The European Data Protection Board (EDPB), the umbrella group of the EU’s data protection authorities, has issued new Guidelines 01/2024 of October 9, 2024 on the processing of personal data based on the legitimate interest legal basis in the EU’s General Data Protection Regulation (GDPR).

The EDPB guidelines are not legally binding but are widely followed in the EU. The Guidelines 01/2024 will be subject to public consultation until November 20, 2024.

Data controllers must always have a legal basis to process personal data lawfully in Europe. Article 6(1)(f) of the GDPR is one of the six legal bases for the lawful processing of personal data under the GDPR and by far the most popular. Many data protection agencies (DPAs) have developed their own forms for the balancing of interests to assess which such interests are legitimate.

While there may be differences between these forms, the process for the assessment (balancing exercise) is always the same (three steps) and must be documented properly:

  • The pursuit of a legitimate interest by the controller or by a third party;
  • The need to process personal data for the purposes of the legitimate interest(s); and
  • The interests or fundamental freedoms and rights of the concerned data subjects must not “override” the legitimate interest(s) of the controller or of a third party.

The EDPB comments on these three steps in its lengthy Guidelines (37 pages). The document provides copious detail on how the assessment “should be carried out in practice, including in a number of specific contexts such as fraud prevention, direct marketing and information security.”

What is interesting from a practical standpoint is that the “reasonable expectations of the data subjects” play a significant role for the assessment (cf. Recital 47 GDPR). The balancing test must focus on the “average” data subject.

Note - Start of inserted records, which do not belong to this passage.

//! Live reload over websocket.
//!
//! The notifier keeps a manifest from source file to the pages rendered
//! from it. The render hook feeds it: after every page render the ordered
//! source list is folded in, and each entry remembers how many local
//! stylesheets preceded it on that page. That count is the position of the
//! page's matching `<style>` element, letting the client hot-swap a single
//! stylesheet without a reload.
//!
//! A notify watcher over the view and document trees drives change
//! delivery: debounced changes are looked up in the manifest and pushed to
//! every connected `/hmr` websocket. Style changes ship the recompiled css
//! inline; anything else makes affected clients reload.

use crate::{
    config::SiteConfig,
    docs::DocIndex,
    engine::{Engine, RenderNotice},
    log,
    utils::is_remote_url,
};
use anyhow::{Context, Result};
use notify::{Event, EventKind, RecursiveMode, Watcher};
use parking_lot::{Mutex, RwLock};
use rustc_hash::{FxHashMap, FxHashSet};
use serde::Serialize;
use std::{
    path::{Path, PathBuf},
    sync::Arc,
    time::{Duration, Instant},
};
use tungstenite::{Message, WebSocket};

const DEBOUNCE_MS: u64 = 300;

type Socket = WebSocket<Box<dyn tiny_http::ReadWrite + Send>>;

/// One page that uses a given source file.
#[derive(Debug, Clone, PartialEq, Eq, Serialize)]
#[serde(rename_all = "camelCase")]
pub struct ManifestEntry {
    pub req_path: String,
    /// Count of local stylesheets preceding this source on the page, i.e.
    /// the index of the page's `<style>` element for a style source.
    pub style_index: usize,
}

/// Payload sent to clients on a source change.
#[derive(Debug, Serialize)]
#[serde(rename_all = "camelCase")]
struct ReloadPayload<'a> {
    urls: &'a [ManifestEntry],
    change_path: &'a str,
    /// Recompiled css for style changes; absent otherwise.
    #[serde(skip_serializing_if = "Option::is_none")]
    style: Option<String>,
}

/// Source-to-pages manifest plus the connected websocket clients.
#[derive(Default)]
pub struct Notifier {
    manifest: RwLock<FxHashMap<String, Vec<ManifestEntry>>>,
    sockets: Mutex<Vec<Socket>>,
}

impl Notifier {
    pub fn new() -> Self {
        Self::default()
    }

    /// Fold a finished render into the manifest.
    pub fn record(&self, notice: &RenderNotice) {
        let mut manifest = self.manifest.write();
        let mut style_index = 0;

        for source in &notice.sources {
            let entries = manifest.entry(source.clone()).or_default();
            match entries
                .iter_mut()
                .find(|entry| entry.req_path == notice.req_path)
            {
                Some(entry) => entry.style_index = style_index,
                None => entries.push(ManifestEntry {
                    req_path: notice.req_path.clone(),
                    style_index,
                }),
            }

            if is_local_style(source) {
                style_index += 1;
            }
        }
    }

    /// Adopt a freshly upgraded `/hmr` connection.
    pub fn attach(&self, socket: Socket) {
        self.sockets.lock().push(socket);
    }

    /// Notify clients about a changed source file. Style changes carry the
    /// recompiled css so clients can swap it in place.
    pub fn handle_change(&self, path: &Path, engine: &Engine) {
        let key = path.to_string_lossy();
        let urls = match self.manifest.read().get(key.as_ref()) {
            Some(entries) if !entries.is_empty() => entries.clone(),
            _ => return,
        };

        let style = if is_local_style(&key) {
            match engine.read_resource(path) {
                Ok(css) => Some(css),
                Err(err) => {
                    log!("reload"; "style recompile failed for {key}: {err:#}");
                    None
                }
            }
        } else {
            None
        };

        let payload = ReloadPayload {
            urls: &urls,
            change_path: &key,
            style,
        };
        match serde_json::to_string(&payload) {
            Ok(json) => self.broadcast(&json),
            Err(err) => log!("reload"; "payload encode failed: {err}"),
        }
    }

    /// Send to every client, dropping the ones that are gone.
    fn broadcast(&self, json: &str) {
        self.sockets
            .lock()
            .retain_mut(|socket| socket.send(Message::text(json.to_string())).is_ok());
    }

    #[cfg(test)]
    fn entries_for(&self, source: &str) -> Vec<ManifestEntry> {
        self.manifest
            .read()
            .get(source)
            .cloned()
            .unwrap_or_default()
    }
}

/// Local stylesheet sources occupy a `<style>` slot on the page.
fn is_local_style(url: &str) -> bool {
    !is_remote_url(url) && (url.ends_with(".css") || url.ends_with(".scss"))
}

// =============================================================================
// Watcher
// =============================================================================

/// Check if path is a temp/backup file (editor artifacts).
fn is_temp_file(path: &Path) -> bool {
    let name = path.file_name().and_then(|n| n.to_str()).unwrap_or("");
    let ext = path.extension().and_then(|e| e.to_str()).unwrap_or("");

    matches!(ext, "bck" | "bak" | "backup" | "swp" | "swo" | "tmp")
        || name.ends_with('~')
        || name.starts_with('.')
}

/// Batches rapid file events before delivery.
struct Debouncer {
    pending: FxHashSet<PathBuf>,
    last_event: Option<Instant>,
}

impl Debouncer {
    fn new() -> Self {
        Self {
            pending: FxHashSet::default(),
            last_event: None,
        }
    }

    fn add(&mut self, event: Event) {
        for path in event.paths {
            if !is_temp_file(&path) {
                self.pending.insert(path);
            }
        }
        self.last_event = Some(Instant::now());
    }

    fn ready(&self) -> bool {
        !self.pending.is_empty()
            && self
                .last_event
                .is_some_and(|t| t.elapsed() >= Duration::from_millis(DEBOUNCE_MS))
    }

    fn take(&mut self) -> Vec<PathBuf> {
        self.last_event = None;
        self.pending.drain().collect()
    }

    fn timeout(&self) -> Duration {
        if self.pending.is_empty() {
            Duration::from_secs(60)
        } else {
            Duration::from_millis(DEBOUNCE_MS)
        }
    }
}

const fn is_relevant(event: &Event) -> bool {
    matches!(
        event.kind,
        EventKind::Modify(_) | EventKind::Create(_) | EventKind::Remove(_)
    )
}

/// Start the blocking file watcher over the view and document trees.
///
/// Markdown changes additionally run sidecar maintenance in local mode,
/// keeping listing ctimes current while writing.
pub fn watch_blocking(
    config: &'static SiteConfig,
    engine: Arc<Engine>,
    docs: Arc<DocIndex>,
    notifier: Arc<Notifier>,
) -> Result<()> {
    if !config.serve.watch {
        return Ok(());
    }

    let (tx, rx) = std::sync::mpsc::channel();
    let mut watcher = notify::recommended_watcher(tx).context("failed to create file watcher")?;
    for dir in [config.views_dir(), config.doc_dir()] {
        if dir.exists() {
            watcher
                .watch(dir, RecursiveMode::Recursive)
                .with_context(|| format!("failed to watch {}", dir.display()))?;
        }
    }
    log!("watch"; "watching {} and {}", config.views_dir().display(), config.doc_dir().display());

    let mut debouncer = Debouncer::new();
    loop {
        match rx.recv_timeout(debouncer.timeout()) {
            Ok(Ok(event)) if is_relevant(&event) => debouncer.add(event),
            Ok(Err(err)) => log!("watch"; "error: {err}"),
            Err(std::sync::mpsc::RecvTimeoutError::Timeout) if debouncer.ready() => {
                for path in debouncer.take() {
                    if config.is_local()
                        && path.starts_with(config.doc_dir())
                        && let Err(err) = docs.sync_meta(Some(&path))
                    {
                        log!("watch"; "sidecar update failed for {}: {err:#}", path.display());
                    }
                    notifier.handle_change(&path, &engine);
                }
            }
            Err(std::sync::mpsc::RecvTimeoutError::Disconnected) => break,
            _ => {}
        }
    }

    Ok(())
}
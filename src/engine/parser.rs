//! Tag-based template parser.
//!
//! Templates are plain html with two token forms:
//!
//! - `{{ key }}` - interpolation from the render scope (dotted path lookup)
//! - `{% tag ... %}` / `{% endtag %}` - structural tags
//!
//! The handled tag set is closed and small, so nodes are a fixed enum
//! dispatched through a single match at render time rather than an open
//! registration table:
//!
//! - `{% html lang="en" %} ... {% endhtml %}` - document envelope
//! - `{% head %}` / `{% body %}` / `{% style %}` / `{% script %}` - bucket
//!   blocks collecting their rendered children
//! - `{% require "./target" [async] [key="value"] %}` - unary resource tag

use std::sync::LazyLock;

use regex::Regex;
use thiserror::Error;

/// Tag attributes in source order.
pub type Attrs = Vec<(String, String)>;

/// Look up an attribute value by key.
pub fn attr<'a>(attrs: &'a Attrs, key: &str) -> Option<&'a str> {
    attrs
        .iter()
        .find(|(name, _)| name == key)
        .map(|(_, value)| value.as_str())
}

/// Render bucket kinds.
#[derive(Debug, Clone, Copy, PartialEq, Eq)]
pub enum BucketKind {
    Head,
    Body,
    Style,
    Script,
}

impl BucketKind {
    fn from_name(name: &str) -> Option<Self> {
        match name {
            "head" => Some(Self::Head),
            "body" => Some(Self::Body),
            "style" => Some(Self::Style),
            "script" => Some(Self::Script),
            _ => None,
        }
    }
}

/// Parsed template node.
#[derive(Debug, Clone, PartialEq)]
pub enum Node {
    /// Literal output.
    Text(String),
    /// `{{ dotted.path }}` interpolation.
    Var(String),
    /// `{% html %}` document envelope wrapping a subtree.
    Document { attrs: Attrs, children: Vec<Node> },
    /// `{% head %}`/`{% body %}`/`{% style %}`/`{% script %}` block.
    Bucket {
        kind: BucketKind,
        children: Vec<Node>,
    },
    /// `{% require "target" %}` unary tag.
    Require { target: String, attrs: Attrs },
}

/// Template parse failures.
#[derive(Debug, Error, PartialEq)]
pub enum TemplateError {
    #[error("unknown tag `{0}`")]
    UnknownTag(String),
    #[error("unclosed tag `{0}`")]
    UnclosedTag(String),
    #[error("unexpected end tag `end{0}`")]
    UnexpectedEndTag(String),
    #[error("require tag without a target")]
    MissingTarget,
}

static TOKEN_RE: LazyLock<Regex> =
    LazyLock::new(|| Regex::new(r"(?s)\{\{\s*(.+?)\s*\}\}|\{%\s*(.+?)\s*%\}").unwrap());

/// Parse template source into a node tree.
pub fn parse(source: &str) -> Result<Vec<Node>, TemplateError> {
    // Stack of open block tags; index 0 is the root.
    let mut stack: Vec<(Option<OpenTag>, Vec<Node>)> = vec![(None, Vec::new())];
    let mut cursor = 0;

    for token in TOKEN_RE.captures_iter(source) {
        let whole = token.get(0).unwrap();
        if whole.start() > cursor {
            push_text(&mut stack, &source[cursor..whole.start()]);
        }
        cursor = whole.end();

        if let Some(var) = token.get(1) {
            top(&mut stack).push(Node::Var(var.as_str().to_string()));
            continue;
        }

        let body = token.get(2).unwrap().as_str();
        let (name, target, attrs) = split_tag(body);

        if let Some(rest) = name.strip_prefix("end") {
            close_tag(&mut stack, rest)?;
        } else if name == "require" {
            let target = target
                .or_else(|| attr(&attrs, "href").map(String::from))
                .ok_or(TemplateError::MissingTarget)?;
            top(&mut stack).push(Node::Require { target, attrs });
        } else if name == "html" || BucketKind::from_name(&name).is_some() {
            stack.push((Some(OpenTag { name, attrs }), Vec::new()));
        } else {
            return Err(TemplateError::UnknownTag(name));
        }
    }

    if cursor < source.len() {
        push_text(&mut stack, &source[cursor..]);
    }

    if let Some((Some(open), _)) = stack.last()
        && stack.len() > 1
    {
        return Err(TemplateError::UnclosedTag(open.name.clone()));
    }

    let (_, nodes) = stack.pop().expect("root frame");
    Ok(nodes)
}

struct OpenTag {
    name: String,
    attrs: Attrs,
}

fn top<'a>(stack: &'a mut Vec<(Option<OpenTag>, Vec<Node>)>) -> &'a mut Vec<Node> {
    &mut stack.last_mut().expect("non-empty stack").1
}

fn push_text(stack: &mut Vec<(Option<OpenTag>, Vec<Node>)>, text: &str) {
    if !text.is_empty() {
        top(stack).push(Node::Text(text.to_string()));
    }
}

fn close_tag(
    stack: &mut Vec<(Option<OpenTag>, Vec<Node>)>,
    name: &str,
) -> Result<(), TemplateError> {
    let Some((Some(open), children)) = stack.pop() else {
        return Err(TemplateError::UnexpectedEndTag(name.to_string()));
    };
    if open.name != name {
        return Err(TemplateError::UnexpectedEndTag(name.to_string()));
    }

    let node = if open.name == "html" {
        Node::Document {
            attrs: open.attrs,
            children,
        }
    } else {
        Node::Bucket {
            kind: BucketKind::from_name(&open.name).expect("bucket tag"),
            children,
        }
    };
    top(stack).push(node);
    Ok(())
}

/// Split a tag body into (name, positional target, attrs).
///
/// Tokens are whitespace separated; values may be single or double quoted.
/// A bare word becomes a flag attribute with value `"true"`; the first
/// positional (non `key=value`) token after the name is the target.
fn split_tag(body: &str) -> (String, Option<String>, Attrs) {
    let mut tokens = Vec::new();
    let mut current = String::new();
    let mut quote: Option<char> = None;

    for ch in body.chars() {
        match quote {
            Some(q) if ch == q => quote = None,
            Some(_) => current.push(ch),
            None if ch == '"' || ch == '\'' => quote = Some(ch),
            None if ch.is_whitespace() => {
                if !current.is_empty() {
                    tokens.push(std::mem::take(&mut current));
                }
            }
            None => current.push(ch),
        }
    }
    if !current.is_empty() {
        tokens.push(current);
    }

    let mut tokens = tokens.into_iter();
    let name = tokens.next().unwrap_or_default();
    let mut target = None;
    let mut attrs = Attrs::new();

    for token in tokens {
        if let Some((key, value)) = token.split_once('=') {
            let value = value.trim_matches(|c| c == '"' || c == '\'');
            attrs.push((key.to_string(), value.to_string()));
        } else if target.is_none() && !attr_like(&token) {
            target = Some(token);
        } else {
            attrs.push((token, "true".to_string()));
        }
    }

    (name, target, attrs)
}

/// Bare flags we recognize as attributes rather than positional targets.
fn attr_like(token: &str) -> bool {
    matches!(token, "async" | "defer")
}

#[cfg(test)]
mod tests {
    use super::*;

    #[test]
    fn test_parse_text_and_var() {
        let nodes = parse("hello {{ user.name }}!").unwrap();
        assert_eq!(
            nodes,
            vec![
                Node::Text("hello ".into()),
                Node::Var("user.name".into()),
                Node::Text("!".into()),
            ]
        );
    }

    #[test]
    fn test_parse_document_with_buckets() {
        let source = r#"{% html lang="en" %}{% head %}<meta>{% endhead %}{% body %}hi{% endbody %}{% endhtml %}"#;
        let nodes = parse(source).unwrap();

        let Node::Document { attrs, children } = &nodes[0] else {
            panic!("expected document node");
        };
        assert_eq!(attr(attrs, "lang"), Some("en"));
        assert_eq!(children.len(), 2);
        assert!(matches!(
            children[0],
            Node::Bucket {
                kind: BucketKind::Head,
                ..
            }
        ));
    }

    #[test]
    fn test_parse_require_forms() {
        let nodes = parse(r#"{% require "./a.css" %}{% require href='./b.js' async %}"#).unwrap();

        assert_eq!(
            nodes[0],
            Node::Require {
                target: "./a.css".into(),
                attrs: vec![],
            }
        );
        let Node::Require { target, attrs } = &nodes[1] else {
            panic!("expected require node");
        };
        assert_eq!(target, "./b.js");
        assert_eq!(attr(attrs, "async"), Some("true"));
    }

    #[test]
    fn test_parse_unclosed_tag() {
        assert_eq!(
            parse("{% head %}oops"),
            Err(TemplateError::UnclosedTag("head".into()))
        );
    }

    #[test]
    fn test_parse_mismatched_end() {
        assert_eq!(
            parse("{% head %}{% endbody %}"),
            Err(TemplateError::UnexpectedEndTag("body".into()))
        );
    }

    #[test]
    fn test_parse_unknown_tag() {
        assert_eq!(
            parse("{% wat %}"),
            Err(TemplateError::UnknownTag("wat".into()))
        );
    }

    #[test]
    fn test_parse_require_without_target() {
        assert_eq!(parse("{% require %}"), Err(TemplateError::MissingTarget));
    }
}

According to Section 54 of the Guidelines, the following factors can be considered:

  • The “very existence of a relationship with the data subject” (e.g., customers vs. noncustomers)
  • The “proximity of the relationship” (e.g., if the data subject is less likely to reasonably expect data sharing between group entities)
  • The “place and context of the data collection” (e.g., data subjects might expect CCTV in a bank)
  • The “nature and characteristics of the service” (e.g., a regular customer and a mere prospective customer who only subscribed to a newsletter)
  • “Applicable legal requirements in the relevant context” (e.g., confidentiality requirements applicable to the relevant relationship); note in this context that the EDPB repeats in its Guidelines (at 136) its earlier position that the interests or fundamental rights and freedoms of the data subject would usually “override the controller’s interest in complying with a request from a third country law enforcement authority in order to avoid sanctions for non-compliance”

As to the use of personal data for marketing purposes, the EDPB says (at 110): “The fact that Recital 47 GDPR states that the processing of personal data for direct marketing purposes may be carried out to fulfil a legitimate interest does not mean that direct marketing always constitutes a legitimate interest, and that it is automatically possible to rely on Article 6(1)(f) GDPR to engage in all kinds of direct marketing activities.” As such, in some cases another legal basis such as “consent” of the data subject may be the better legal basis under the GDPR.

While the Guidelines are helpful, there is still no EU-wide form for the balancing exercise. Moreover, the most recent decisions of the European Court of Justice (ECJ) may play a role, including the ECJ’s recent ruling in the case of the Netherlands’ DPA against the Royal Dutch Tennis Association (C 612/22). The ECJ has confirmed in this case (at 54) that the “reasonable expectations of the data subject as well as the scale of the processing at issue and its impact on that person” must be considered.